Collected data:
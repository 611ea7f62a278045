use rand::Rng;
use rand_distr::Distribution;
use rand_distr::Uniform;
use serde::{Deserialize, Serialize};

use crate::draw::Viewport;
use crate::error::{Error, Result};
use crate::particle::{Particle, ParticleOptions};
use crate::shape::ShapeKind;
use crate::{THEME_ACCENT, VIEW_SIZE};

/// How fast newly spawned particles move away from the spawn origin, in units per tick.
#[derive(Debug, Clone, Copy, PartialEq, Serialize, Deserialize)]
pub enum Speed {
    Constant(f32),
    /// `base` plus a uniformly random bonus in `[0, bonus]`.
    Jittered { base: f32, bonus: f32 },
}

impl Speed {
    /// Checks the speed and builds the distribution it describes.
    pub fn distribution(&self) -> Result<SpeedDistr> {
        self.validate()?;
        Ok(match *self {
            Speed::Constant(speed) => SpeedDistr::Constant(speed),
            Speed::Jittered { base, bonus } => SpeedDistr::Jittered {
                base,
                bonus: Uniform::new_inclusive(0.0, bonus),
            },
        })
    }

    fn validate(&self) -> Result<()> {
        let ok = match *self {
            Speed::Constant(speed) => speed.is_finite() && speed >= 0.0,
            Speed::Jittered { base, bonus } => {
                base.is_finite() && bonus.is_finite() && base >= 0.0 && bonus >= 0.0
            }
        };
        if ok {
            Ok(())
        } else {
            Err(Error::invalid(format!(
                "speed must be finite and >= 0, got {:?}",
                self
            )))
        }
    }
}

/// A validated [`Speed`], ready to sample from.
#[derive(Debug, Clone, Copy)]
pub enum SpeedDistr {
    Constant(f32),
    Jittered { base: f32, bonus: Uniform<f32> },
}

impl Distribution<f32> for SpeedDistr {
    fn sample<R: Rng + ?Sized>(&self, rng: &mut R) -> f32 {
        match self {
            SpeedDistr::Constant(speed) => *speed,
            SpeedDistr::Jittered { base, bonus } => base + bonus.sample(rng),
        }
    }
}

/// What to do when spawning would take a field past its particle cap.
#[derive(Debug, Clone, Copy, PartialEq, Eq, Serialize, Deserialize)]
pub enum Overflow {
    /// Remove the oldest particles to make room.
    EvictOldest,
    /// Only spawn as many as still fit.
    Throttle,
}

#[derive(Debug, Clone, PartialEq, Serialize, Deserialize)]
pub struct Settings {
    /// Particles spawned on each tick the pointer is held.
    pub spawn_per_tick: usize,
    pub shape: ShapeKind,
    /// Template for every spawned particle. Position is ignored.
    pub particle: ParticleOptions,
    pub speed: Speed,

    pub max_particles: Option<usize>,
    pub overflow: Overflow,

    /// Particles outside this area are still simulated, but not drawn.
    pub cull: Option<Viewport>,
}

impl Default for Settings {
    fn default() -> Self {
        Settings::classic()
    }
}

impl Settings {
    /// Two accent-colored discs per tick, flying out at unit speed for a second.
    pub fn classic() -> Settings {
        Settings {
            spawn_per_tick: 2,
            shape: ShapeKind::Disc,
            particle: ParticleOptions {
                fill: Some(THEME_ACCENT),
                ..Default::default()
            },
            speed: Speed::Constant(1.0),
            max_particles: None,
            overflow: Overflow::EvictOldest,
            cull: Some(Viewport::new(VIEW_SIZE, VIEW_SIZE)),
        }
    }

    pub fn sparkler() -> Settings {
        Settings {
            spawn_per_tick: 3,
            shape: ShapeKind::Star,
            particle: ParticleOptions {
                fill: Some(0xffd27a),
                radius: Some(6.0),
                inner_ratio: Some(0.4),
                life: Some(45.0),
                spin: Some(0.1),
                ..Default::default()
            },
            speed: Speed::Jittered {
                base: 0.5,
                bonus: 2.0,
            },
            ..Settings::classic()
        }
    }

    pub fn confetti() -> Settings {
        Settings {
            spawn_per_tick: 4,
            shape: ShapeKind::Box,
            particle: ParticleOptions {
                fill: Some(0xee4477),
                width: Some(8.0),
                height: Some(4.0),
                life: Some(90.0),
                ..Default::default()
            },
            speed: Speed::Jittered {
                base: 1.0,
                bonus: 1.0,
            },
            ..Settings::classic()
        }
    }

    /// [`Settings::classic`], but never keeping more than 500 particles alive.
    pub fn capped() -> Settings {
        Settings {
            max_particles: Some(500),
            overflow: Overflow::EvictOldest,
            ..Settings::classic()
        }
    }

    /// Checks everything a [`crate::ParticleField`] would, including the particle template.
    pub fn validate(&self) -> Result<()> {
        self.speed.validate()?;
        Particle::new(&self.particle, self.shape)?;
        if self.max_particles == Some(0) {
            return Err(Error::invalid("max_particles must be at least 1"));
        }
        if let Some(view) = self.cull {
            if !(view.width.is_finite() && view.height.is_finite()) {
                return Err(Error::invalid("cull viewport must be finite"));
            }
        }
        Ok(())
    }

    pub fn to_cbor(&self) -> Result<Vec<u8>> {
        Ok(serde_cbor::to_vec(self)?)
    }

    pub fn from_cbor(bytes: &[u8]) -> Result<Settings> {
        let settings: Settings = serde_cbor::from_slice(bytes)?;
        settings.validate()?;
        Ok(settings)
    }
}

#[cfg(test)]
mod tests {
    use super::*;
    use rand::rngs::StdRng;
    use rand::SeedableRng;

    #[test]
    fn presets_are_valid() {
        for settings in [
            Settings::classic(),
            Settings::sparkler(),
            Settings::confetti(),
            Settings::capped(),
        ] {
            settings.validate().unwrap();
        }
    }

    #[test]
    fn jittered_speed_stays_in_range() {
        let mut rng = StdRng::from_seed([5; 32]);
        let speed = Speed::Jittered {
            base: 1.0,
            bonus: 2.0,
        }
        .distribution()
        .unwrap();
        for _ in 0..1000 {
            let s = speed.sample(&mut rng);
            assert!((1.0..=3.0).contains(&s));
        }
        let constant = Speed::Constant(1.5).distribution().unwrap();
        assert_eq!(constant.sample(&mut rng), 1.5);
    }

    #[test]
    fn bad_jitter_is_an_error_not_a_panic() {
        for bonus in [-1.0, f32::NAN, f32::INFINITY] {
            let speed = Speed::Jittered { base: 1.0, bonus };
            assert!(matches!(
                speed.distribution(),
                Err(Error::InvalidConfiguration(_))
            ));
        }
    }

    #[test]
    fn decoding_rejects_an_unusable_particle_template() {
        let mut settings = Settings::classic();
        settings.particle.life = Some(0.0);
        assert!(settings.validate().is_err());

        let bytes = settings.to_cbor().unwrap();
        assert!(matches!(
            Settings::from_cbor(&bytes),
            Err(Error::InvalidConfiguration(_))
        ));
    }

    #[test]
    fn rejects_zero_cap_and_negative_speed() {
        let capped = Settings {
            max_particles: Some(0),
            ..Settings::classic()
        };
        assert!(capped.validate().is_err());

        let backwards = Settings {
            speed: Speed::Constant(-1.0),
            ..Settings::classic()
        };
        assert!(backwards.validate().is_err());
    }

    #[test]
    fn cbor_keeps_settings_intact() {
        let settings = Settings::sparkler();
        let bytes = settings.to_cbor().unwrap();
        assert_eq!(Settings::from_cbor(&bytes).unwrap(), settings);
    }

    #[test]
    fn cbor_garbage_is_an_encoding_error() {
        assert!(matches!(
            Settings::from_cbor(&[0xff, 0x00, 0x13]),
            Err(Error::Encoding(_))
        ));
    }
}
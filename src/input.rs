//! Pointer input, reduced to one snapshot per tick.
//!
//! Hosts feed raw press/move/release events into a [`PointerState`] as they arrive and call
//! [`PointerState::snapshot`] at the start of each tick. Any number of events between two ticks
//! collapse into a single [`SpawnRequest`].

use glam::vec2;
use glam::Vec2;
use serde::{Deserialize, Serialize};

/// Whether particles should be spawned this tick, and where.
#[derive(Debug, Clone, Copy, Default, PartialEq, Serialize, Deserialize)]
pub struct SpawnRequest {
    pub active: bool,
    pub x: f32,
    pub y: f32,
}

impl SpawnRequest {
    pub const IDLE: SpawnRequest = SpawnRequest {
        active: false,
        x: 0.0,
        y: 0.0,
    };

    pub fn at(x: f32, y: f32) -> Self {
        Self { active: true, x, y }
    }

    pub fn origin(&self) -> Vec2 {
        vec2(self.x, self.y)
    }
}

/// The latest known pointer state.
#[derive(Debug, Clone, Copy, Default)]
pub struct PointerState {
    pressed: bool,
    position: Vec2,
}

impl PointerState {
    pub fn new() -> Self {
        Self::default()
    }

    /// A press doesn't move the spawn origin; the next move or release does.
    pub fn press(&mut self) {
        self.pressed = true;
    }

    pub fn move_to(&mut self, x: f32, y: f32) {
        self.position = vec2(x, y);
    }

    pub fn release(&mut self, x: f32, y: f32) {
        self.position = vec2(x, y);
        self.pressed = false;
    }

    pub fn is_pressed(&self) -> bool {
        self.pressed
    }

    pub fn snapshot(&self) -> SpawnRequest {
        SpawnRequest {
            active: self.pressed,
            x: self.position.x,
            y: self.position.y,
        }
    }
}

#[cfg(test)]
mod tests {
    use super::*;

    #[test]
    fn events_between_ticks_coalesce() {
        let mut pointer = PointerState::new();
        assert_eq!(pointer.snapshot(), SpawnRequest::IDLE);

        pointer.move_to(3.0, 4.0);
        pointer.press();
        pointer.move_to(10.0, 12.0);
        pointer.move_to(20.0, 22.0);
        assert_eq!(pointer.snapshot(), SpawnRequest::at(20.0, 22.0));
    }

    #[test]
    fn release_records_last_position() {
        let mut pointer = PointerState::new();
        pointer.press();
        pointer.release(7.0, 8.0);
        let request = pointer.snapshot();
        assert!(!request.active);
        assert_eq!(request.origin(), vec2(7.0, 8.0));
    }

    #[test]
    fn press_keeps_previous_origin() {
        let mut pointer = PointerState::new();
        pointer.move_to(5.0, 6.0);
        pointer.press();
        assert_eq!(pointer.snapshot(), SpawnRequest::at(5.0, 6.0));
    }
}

Requirement: What the answer needs is every line from the data above with "enum" in it.

Solution below:
pub enum Speed {
pub enum SpeedDistr {
pub enum Overflow {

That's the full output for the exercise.